At 06:58 AM 4/13/2006, Ken - N9VV wrote:
Dan, did you see the SharpDevelopment activity for C#?
http://www.icsharpcode.net/OpenSource/SD/
de ken n9vv

Dan Hammill wrote:

> [dh] Free Windows Development Tools:
>
>      IDE:  Bloodshed Software Dev-C++, http://www.bloodshed.net/devcpp.html
>
>      Compiler: MinGW, http://www.mingw.org/
>      To add cross-platform (Windows, Linux, Mac OS X) C++ GUI development
>      capability, add wxWidgets, http://www.wxwindows.org/
>
>        * Same code base for native look & feel apps in Windows, Linux,
>          and Macintosh OS X
>        * Dev-C++ add-in "Devpack" for wxWidgets/Windows at
> http://devpaks.org/
>




There ARE a lot of toolchains out there, some free, some not, some supporting multiplatform, some not.

A couple issues arise here, particularly for code that is destined for the "production build", as opposed to fooling around for yourself.

1) The vast majority of PowerSDR users will be running on Windows, typically the latest version and one back. (i.e. I'll bet most PowerSDR users are running XP now), so whatever you use has to generate code that works *troublefree* with Windows (including whichever Service Packs they've pushed out).

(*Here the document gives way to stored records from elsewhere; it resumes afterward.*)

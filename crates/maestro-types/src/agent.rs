//! Agent types for Maestro.
//!
//! `AgentProfile` describes an agent the platform can dispatch work to;
//! `AgentSuggestion` is the dispatcher's ranked recommendation for an
//! unassigned step.

use serde::{Deserialize, Serialize};

/// A dispatchable agent known to the platform.
#[derive(Debug, Clone, Serialize, Deserialize)]
pub struct AgentProfile {
    /// Unique agent name (e.g. "researcher").
    pub name: String,
    /// What this agent is good at, for humans and for semantic matching.
    #[serde(default, skip_serializing_if = "Option::is_none")]
    pub description: Option<String>,
    /// Capability tags used for type-based matching (e.g. "summarize").
    #[serde(default, skip_serializing_if = "Vec::is_empty")]
    pub capabilities: Vec<String>,
}

/// Why a suggested agent was matched to a step.
#[derive(Debug, Clone, Copy, PartialEq, Eq, Hash, Serialize, Deserialize)]
#[serde(rename_all = "snake_case")]
pub enum SuggestionBasis {
    /// The step's explicit agent tag named this agent.
    ExplicitTag,
    /// A capability tag of the agent matched the step's needs.
    TypeMatch,
    /// Semantic similarity between the step prompt and the agent description.
    SemanticSimilarity,
}

/// A ranked agent recommendation for an unassigned step.
#[derive(Debug, Clone, Serialize, Deserialize)]
pub struct AgentSuggestion {
    /// Name of the suggested agent.
    pub agent: String,
    /// Confidence in [0.0, 1.0]; higher ranks first.
    pub confidence: f64,
    /// Rationale tier for the match.
    pub basis: SuggestionBasis,
}

#[cfg(test)]
mod tests {
    use super::*;

    #[test]
    fn test_suggestion_basis_serde_names() {
        let json = serde_json::to_string(&SuggestionBasis::SemanticSimilarity).unwrap();
        assert_eq!(json, "\"semantic_similarity\"");
        let parsed: SuggestionBasis = serde_json::from_str("\"explicit_tag\"").unwrap();
        assert_eq!(parsed, SuggestionBasis::ExplicitTag);
    }

    #[test]
    fn test_suggestion_roundtrip() {
        let suggestion = AgentSuggestion {
            agent: "researcher".to_string(),
            confidence: 0.92,
            basis: SuggestionBasis::TypeMatch,
        };
        let json = serde_json::to_string(&suggestion).unwrap();
        let parsed: AgentSuggestion = serde_json::from_str(&json).unwrap();
        assert_eq!(parsed.agent, "researcher");
        assert_eq!(parsed.basis, SuggestionBasis::TypeMatch);
    }

    #[test]
    fn test_profile_defaults() {
        let profile: AgentProfile = serde_json::from_str(r#"{"name": "coder"}"#).unwrap();
        assert_eq!(profile.name, "coder");
        assert!(profile.description.is_none());
        assert!(profile.capabilities.is_empty());
    }
}
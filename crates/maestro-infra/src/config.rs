//! Configuration file loading.
//!
//! Loads `OrchestratorConfig` from a TOML file. A missing file yields the
//! defaults; a malformed file is an error.

use std::path::Path;

use maestro_types::config::OrchestratorConfig;
use thiserror::Error;

/// Errors from configuration loading.
#[derive(Debug, Error)]
pub enum ConfigError {
    #[error("failed to read config file: {0}")]
    Io(#[from] std::io::Error),

    #[error("failed to parse config file: {0}")]
    Parse(#[from] toml::de::Error),
}

/// Load the orchestrator configuration from a TOML file.
///
/// Returns `OrchestratorConfig::default()` when the file does not exist.
pub fn load_config(path: &Path) -> Result<OrchestratorConfig, ConfigError> {
    if !path.exists() {
        tracing::debug!(?path, "no config file, using defaults");
        return Ok(OrchestratorConfig::default());
    }
    let content = std::fs::read_to_string(path)?;
    let config = toml::from_str(&content)?;
    tracing::debug!(?path, "loaded orchestrator config");
    Ok(config)
}

#[cfg(test)]
mod tests {
    use super::*;

    #[test]
    fn test_missing_file_yields_defaults() {
        let dir = tempfile::tempdir().unwrap();
        let config = load_config(&dir.path().join("nope.toml")).unwrap();
        assert_eq!(config.retry_base_delay_ms, 1_000);
        assert_eq!(config.retry_max_delay_ms, 60_000);
    }

    #[test]
    fn test_loads_overrides() {
        let dir = tempfile::tempdir().unwrap();
        let path = dir.path().join("config.toml");
        std::fs::write(
            &path,
            "retry_base_delay_ms = 500\nlevel_fan_out = 4\ncheckpoint_keep_latest = 2\n",
        )
        .unwrap();

        let config = load_config(&path).unwrap();
        assert_eq!(config.retry_base_delay_ms, 500);
        assert_eq!(config.level_fan_out, Some(4));
        assert_eq!(config.checkpoint_keep_latest, 2);
    }

    #[test]
    fn test_malformed_file_is_an_error() {
        let dir = tempfile::tempdir().unwrap();
        let path = dir.path().join("config.toml");
        std::fs::write(&path, "retry_base_delay_ms = \"not a number\"").unwrap();
        assert!(matches!(load_config(&path), Err(ConfigError::Parse(_))));
    }
}
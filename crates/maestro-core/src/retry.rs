//! Retry policy with capped exponential backoff.
//!
//! Attempts are 1-based: the first execution is attempt 1, and a step with
//! `retries = 3` runs at most three times. The delay before retry attempt
//! `n` (0-indexed) is `min(2^n * base_delay, max_delay)` -- the cap bounds
//! total wait time no matter how many retries are configured.

use std::time::Duration;

use maestro_types::config::OrchestratorConfig;

/// Backoff configuration shared by every step of a run.
#[derive(Debug, Clone, Copy, PartialEq, Eq)]
pub struct RetryPolicy {
    /// Delay before the first retry.
    pub base_delay: Duration,
    /// Ceiling on any single retry delay.
    pub max_delay: Duration,
}

impl Default for RetryPolicy {
    fn default() -> Self {
        Self {
            base_delay: Duration::from_millis(1_000),
            max_delay: Duration::from_millis(60_000),
        }
    }
}

impl RetryPolicy {
    /// Build a policy from the orchestrator configuration.
    pub fn from_config(config: &OrchestratorConfig) -> Self {
        Self {
            base_delay: Duration::from_millis(config.retry_base_delay_ms),
            max_delay: Duration::from_millis(config.retry_max_delay_ms),
        }
    }

    /// Delay before retry attempt `n` (0-indexed): `min(2^n * base, cap)`.
    pub fn backoff_delay(&self, attempt: u32) -> Duration {
        let base_ms = self.base_delay.as_millis() as u64;
        let cap_ms = self.max_delay.as_millis() as u64;
        let factor = 1u64.checked_shl(attempt).unwrap_or(u64::MAX);
        let delay_ms = base_ms.saturating_mul(factor).min(cap_ms);
        Duration::from_millis(delay_ms)
    }
}

/// Whether another attempt is allowed. `attempt` is the 1-based attempt
/// that just failed; `max_attempts` is the step's configured limit.
pub fn should_retry(attempt: u32, max_attempts: u32) -> bool {
    attempt < max_attempts
}

// ---------------------------------------------------------------------------
// Tests
// ---------------------------------------------------------------------------
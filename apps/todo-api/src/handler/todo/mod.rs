//! # Todo API ハンドラ
//!
//! Todo の CRUD エンドポイントを実装する。
//!
//! ## エンドポイント
//!
//! - `POST /todo` - Todo 作成
//! - `GET /todo` - Todo 一覧
//! - `GET /todo/{id}` - Todo 詳細
//! - `PUT /todo/{id}` - Todo 更新（全置換）
//! - `DELETE /todo/{id}` - Todo 削除
//!
//! ## ステータスコードの方針
//!
//! - パス ID のセグメント自体がない場合はルートに一致せず 404（リソース未指定）
//! - パス ID が整数でない場合は 400
//! - ボディのバインド失敗はすべて 400（axum 既定の 422 は使わない）

use std::sync::Arc;

use axum::{
   Json,
   extract::{Path, State, rejection::JsonRejection},
   http::StatusCode,
   response::IntoResponse,
};
use serde::{Deserialize, Serialize};
use todo_domain::todo::{TaskStatus, Todo, TodoId};

use crate::{
   error::ApiError,
   usecase::todo::{TodoUseCaseImpl, UpdateTodoInput},
};

/// Todo API の共有状態
pub struct TodoState {
   pub usecase: TodoUseCaseImpl,
}

// --- リクエスト/レスポンス型 ---

/// Todo 作成リクエスト
#[derive(Debug, Deserialize)]
pub struct CreateTodoRequest {
   pub task: String,
}

/// Todo 更新リクエスト
///
/// `status` はデシリアライズ時に列挙へラウンドトリップされ、
/// 未知の文字列はバインド失敗として 400 になる。
#[derive(Debug, Deserialize)]
pub struct UpdateTodoRequest {
   pub task:   String,
   pub status: TaskStatus,
}

/// Todo DTO
#[derive(Debug, Serialize)]
pub struct TodoDto {
   pub id:     i64,
   pub task:   String,
   pub status: TaskStatus,
}

impl TodoDto {
   fn from_todo(todo: &Todo) -> Self {
      Self {
         id:     todo.id().as_i64(),
         task:   todo.task().as_str().to_string(),
         status: todo.status(),
      }
   }
}

/// ボディのバインド失敗を 400 に変換する
///
/// axum の既定はデシリアライズ失敗を 422 で返すが、この API は
/// 不正なボディをすべて 400 として扱う。
fn bind_json<T>(body: Result<Json<T>, JsonRejection>) -> Result<T, ApiError> {
   let Json(value) = body.map_err(|e| ApiError::Validation(e.body_text()))?;
   Ok(value)
}

// --- ハンドラ ---

/// POST /todo
///
/// Todo を作成する。ステータスはデフォルト（Created）。
///
/// ## レスポンス
///
/// - `201 Created`: 空ボディ
/// - `400 Bad Request`: バリデーションエラー（task 欠落・空・60 文字超）
/// - `500 Internal Server Error`: 永続化失敗
pub async fn create_todo(
   State(state): State<Arc<TodoState>>,
   body: Result<Json<CreateTodoRequest>, JsonRejection>,
) -> Result<impl IntoResponse, ApiError> {
   let req = bind_json(body)?;

   state.usecase.create(req.task).await?;

   Ok(StatusCode::CREATED)
}

/// GET /todo
///
/// すべての Todo を挿入順で返す。
/// 空のときも 200 と空配列（404 にはしない）。
pub async fn list_todos(State(state): State<Arc<TodoState>>) -> Result<impl IntoResponse, ApiError> {
   let todos = state.usecase.find_all().await?;

   let items: Vec<TodoDto> = todos.iter().map(TodoDto::from_todo).collect();

   Ok((StatusCode::OK, Json(items)))
}

/// GET /todo/{id}
///
/// ## レスポンス
///
/// - `200 OK`: Todo
/// - `404 Not Found`: 該当行なし（空ボディ）
/// - `500 Internal Server Error`: ストア障害
pub async fn get_todo(
   State(state): State<Arc<TodoState>>,
   Path(id): Path<i64>,
) -> Result<impl IntoResponse, ApiError> {
   let id = TodoId::from_i64(id);

   let todo = state
      .usecase
      .find(id)
      .await?
      .ok_or_else(|| ApiError::NotFound(format!("todo: id={}", id)))?;

   Ok((StatusCode::OK, Json(TodoDto::from_todo(&todo))))
}

/// PUT /todo/{id}
///
/// Todo を全置換で更新する。対象行が存在しなくても成功を返す。
///
/// ## レスポンス
///
/// - `204 No Content`: 更新成功
/// - `400 Bad Request`: バリデーションエラー
/// - `500 Internal Server Error`: 永続化失敗
pub async fn update_todo(
   State(state): State<Arc<TodoState>>,
   Path(id): Path<i64>,
   body: Result<Json<UpdateTodoRequest>, JsonRejection>,
) -> Result<impl IntoResponse, ApiError> {
   let req = bind_json(body)?;

   let input = UpdateTodoInput {
      id:     TodoId::from_i64(id),
      task:   req.task,
      status: req.status,
   };
   state.usecase.update(input).await?;

   Ok(StatusCode::NO_CONTENT)
}

/// DELETE /todo/{id}
///
/// Todo を削除する。対象行が存在しなくても成功を返す（冪等）。
///
/// ## レスポンス
///
/// - `200 OK`: 削除成功（空ボディ）
/// - `500 Internal Server Error`: 永続化失敗
pub async fn delete_todo(
   State(state): State<Arc<TodoState>>,
   Path(id): Path<i64>,
) -> Result<impl IntoResponse, ApiError> {
   state.usecase.delete(TodoId::from_i64(id)).await?;

   Ok(StatusCode::OK)
}
//! # ユースケース層
//!
//! Todo API のビジネスロジックを実装する。
//!
//! ## 設計方針
//!
//! - **依存性注入**: リポジトリを `Arc<dyn Trait>` で外部から注入
//! - **薄いハンドラ**: ハンドラは薄く保ち、ロジックはユースケースに集約

pub mod todo;

pub use todo::TodoUseCaseImpl;
//! # Todo API ライブラリ
//!
//! Todo API のユースケースとハンドラを公開する。
//! 統合テストから内部モジュールへのアクセスを提供する。

pub mod app;
pub mod config;
pub mod error;
pub mod handler;
pub mod usecase;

2) Because of #1, I would assume that the "official" release of PowerSDR will always be built on the MS toolchain (guaranteed compatibility). So, your alternate toolchain has to be able to either use all of MS's files or smoothly convert back and forth.

If not, it's possible that you could develop some nifty feature in a non-MS toolchain, then send a suitable code snippet to someone running the MS toolchain, have them test it, and get it into the "official build" that way.

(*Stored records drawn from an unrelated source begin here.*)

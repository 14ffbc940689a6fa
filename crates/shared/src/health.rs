//! # ヘルスチェック共通型
//!
//! ヘルスチェックエンドポイントで使用されるレスポンス型を提供する。

use serde::Serialize;

/// ヘルスチェックレスポンス
///
/// `status` はサービスの稼働状態、`version` は Cargo.toml のバージョンを示す。
///
/// ## 使用例
///
/// ```
/// use todo_shared::HealthResponse;
///
/// let response = HealthResponse {
///     status:  "healthy".to_string(),
///     version: "0.1.0".to_string(),
/// };
/// assert_eq!(response.status, "healthy");
/// ```
#[derive(Debug, Serialize)]
pub struct HealthResponse {
    /// 稼働状態（`"healthy"` または `"unhealthy"`）
    pub status:  String,
    /// アプリケーションバージョン（Cargo.toml から取得）
    pub version: String,
}

#[cfg(test)]
mod tests {
    use pretty_assertions::assert_eq;

    use super::*;

    #[test]
    fn test_serializeで正しいjson形状にする() {
        let response = HealthResponse {
            status:  "healthy".to_string(),
            version: "0.1.0".to_string(),
        };
        let json = serde_json::to_value(&response).unwrap();

        assert_eq!(
            json,
            serde_json::json!({
                "status": "healthy",
                "version": "0.1.0"
            })
        );
    }
}
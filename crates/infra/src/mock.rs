//! # テスト用モックリポジトリ
//!
//! ユースケーステストやハンドラテストで使用するインメモリモックリポジトリ。
//! `test-utils` feature を有効にすることで、他クレートからも利用可能。
//!
//! ```toml
//! [dev-dependencies]
//! todo-infra = { workspace = true, features = ["test-utils"] }
//! ```

use std::sync::{Arc, Mutex};

use async_trait::async_trait;
use todo_domain::todo::{NewTodo, Todo, TodoId};

use crate::{error::InfraError, repository::TodoRepository};

// ===== MockTodoRepository =====

/// インメモリ実装の TodoRepository
///
/// 挿入順を保持する `Vec` と採番カウンタで PostgreSQL 実装の振る舞いを模倣する。
/// UPDATE / DELETE の「一致行 0 件でも成功」という冪等性も同じ。
#[derive(Clone, Default)]
pub struct MockTodoRepository {
   todos:   Arc<Mutex<Vec<Todo>>>,
   next_id: Arc<Mutex<i64>>,
}

impl MockTodoRepository {
   pub fn new() -> Self {
      Self::default()
   }

   /// 保存済み Todo を直接追加する（テストの事前状態設定用）
   ///
   /// 採番カウンタは追加した ID まで進める。
   pub fn add_todo(&self, todo: Todo) {
      let mut next = self.next_id.lock().unwrap();
      *next = (*next).max(todo.id().as_i64());
      self.todos.lock().unwrap().push(todo);
   }

   /// 保存されている件数を返す
   pub fn len(&self) -> usize {
      self.todos.lock().unwrap().len()
   }

   pub fn is_empty(&self) -> bool {
      self.len() == 0
   }
}

#[async_trait]
impl TodoRepository for MockTodoRepository {
   async fn insert(&self, todo: &NewTodo) -> Result<TodoId, InfraError> {
      let mut next = self.next_id.lock().unwrap();
      *next += 1;
      let id = TodoId::from_i64(*next);

      self.todos
         .lock()
         .unwrap()
         .push(Todo::new(id, todo.task().clone(), todo.status()));

      Ok(id)
   }

   async fn update(&self, todo: &Todo) -> Result<(), InfraError> {
      // 対象行が存在しない場合も成功として扱う（UPDATE の 0 行一致と同じ）
      let mut todos = self.todos.lock().unwrap();
      if let Some(existing) = todos.iter_mut().find(|t| t.id() == todo.id()) {
         *existing = todo.clone();
      }

      Ok(())
   }

   async fn delete(&self, id: TodoId) -> Result<(), InfraError> {
      self.todos.lock().unwrap().retain(|t| t.id() != id);

      Ok(())
   }

   async fn find_by_id(&self, id: TodoId) -> Result<Option<Todo>, InfraError> {
      Ok(self
         .todos
         .lock()
         .unwrap()
         .iter()
         .find(|t| t.id() == id)
         .cloned())
   }

   async fn find_all(&self) -> Result<Vec<Todo>, InfraError> {
      Ok(self.todos.lock().unwrap().clone())
   }
}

3) Cross platform compatibility is insanely more difficult than just having a toolset that runs on all platforms and has libraries for all platforms, except for the most trivial of 'form filling' kinds of applications. Anytime you have timing critical functions or multiple threads, every operating system does things it's own unique way, and you either wind up with OS dependent forks, or hundreds of lines of stuff bracketed by #ifdef. There's also a very different "user model" for Win vs Mac vs *nix, in terms of how people expect applications to behave.

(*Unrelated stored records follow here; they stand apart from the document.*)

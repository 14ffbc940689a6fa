//! # エラーレスポンス（RFC 9457 Problem Details）
//!
//! API 共通のエラーレスポンス構造体を提供する。
//!
//! ## 設計
//!
//! - `ErrorResponse` は純粋なデータ構造（`Serialize` / `Deserialize` のみ）
//! - axum の `IntoResponse` 変換は API 側の責務（shared に axum 依存を入れない）
//! - よく使うエラー種別は便利コンストラクタで提供し、URI のハードコードを排除

use serde::{Deserialize, Serialize};

/// error_type URI のベースパス
const ERROR_TYPE_BASE: &str = "https://todo.example.com/errors";

/// エラーレスポンス（RFC 9457 Problem Details）
///
/// `type` フィールドは URI で問題の種類を識別する。
#[derive(Debug, Clone, PartialEq, Eq, Serialize, Deserialize)]
pub struct ErrorResponse {
   #[serde(rename = "type")]
   pub error_type: String,
   pub title:      String,
   pub status:     u16,
   pub detail:     String,
}

impl ErrorResponse {
   /// 汎用コンストラクタ
   ///
   /// `error_type_suffix` はベース URI に付加される（例: `"validation-error"`）。
   pub fn new(
      error_type_suffix: &str,
      title: impl Into<String>,
      status: u16,
      detail: impl Into<String>,
   ) -> Self {
      Self {
         error_type: format!("{ERROR_TYPE_BASE}/{error_type_suffix}"),
         title: title.into(),
         status,
         detail: detail.into(),
      }
   }

   /// 400 Validation Error
   pub fn validation_error(detail: impl Into<String>) -> Self {
      Self::new("validation-error", "Validation Error", 400, detail)
   }

   /// 500 Internal Server Error
   ///
   /// detail は固定値（内部情報を漏らさないため）。
   pub fn internal_error() -> Self {
      Self::new(
         "internal-error",
         "Internal Server Error",
         500,
         "内部エラーが発生しました",
      )
   }
}
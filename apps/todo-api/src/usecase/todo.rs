//! Todo ユースケース
//!
//! 1 操作につきリポジトリ呼び出しは 1 回。リトライや複合ロジックは持たない。

use std::sync::Arc;

use todo_domain::todo::{NewTodo, TaskStatus, TaskText, Todo, TodoId};
use todo_infra::repository::TodoRepository;

use crate::error::ApiError;

/// Todo 更新の入力
pub struct UpdateTodoInput {
   pub id:     TodoId,
   pub task:   String,
   pub status: TaskStatus,
}

/// Todo ユースケース
pub struct TodoUseCaseImpl {
   todo_repository: Arc<dyn TodoRepository>,
}

impl TodoUseCaseImpl {
   pub fn new(todo_repository: Arc<dyn TodoRepository>) -> Self {
      Self { todo_repository }
   }

   /// Todo を作成する
   ///
   /// 1. タスク本文を検証（失敗時はストアに触れない）
   /// 2. ステータスをデフォルト（Created）として下書きを作成
   /// 3. リポジトリに挿入し、採番された ID を返す
   pub async fn create(&self, task: String) -> Result<TodoId, ApiError> {
      let task = TaskText::new(task)?;
      let todo = NewTodo::new(task);

      let id = self.todo_repository.insert(&todo).await?;

      Ok(id)
   }

   /// Todo を全置換で更新する
   ///
   /// 対象行が存在しない場合も成功を返す（存在確認はしない）。
   pub async fn update(&self, input: UpdateTodoInput) -> Result<(), ApiError> {
      let task = TaskText::new(input.task)?;
      let todo = Todo::new(input.id, task, input.status);

      self.todo_repository.update(&todo).await?;

      Ok(())
   }

   /// Todo を削除する（ハードデリート）
   ///
   /// 対象行が存在しない場合も成功を返す。
   pub async fn delete(&self, id: TodoId) -> Result<(), ApiError> {
      self.todo_repository.delete(id).await?;

      Ok(())
   }

   /// ID で Todo を検索する
   ///
   /// 該当行がない場合は `Ok(None)`（エラーではない）。
   pub async fn find(&self, id: TodoId) -> Result<Option<Todo>, ApiError> {
      let todo = self.todo_repository.find_by_id(id).await?;

      Ok(todo)
   }

   /// すべての Todo を挿入順で取得する
   pub async fn find_all(&self) -> Result<Vec<Todo>, ApiError> {
      let todos = self.todo_repository.find_all().await?;

      Ok(todos)
   }
}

One of the aspects of the modern trend to SOAP and WebServices type development is to not only use the ubiquitous HTTP to provide the interprocess transport, but to try and make the split between various parts of the system explicit and abstract, which helps with the cross platform aspect. If your UI rendering engine is a web browser, running on your platform, it tends to have the appropriate look/feel for that platform. Yes, one can subvert this: think of things like browser plugins for flash, and the like, which attempt to make the rendering of your application browser independent. You've traded browser dependence for plugin dependence.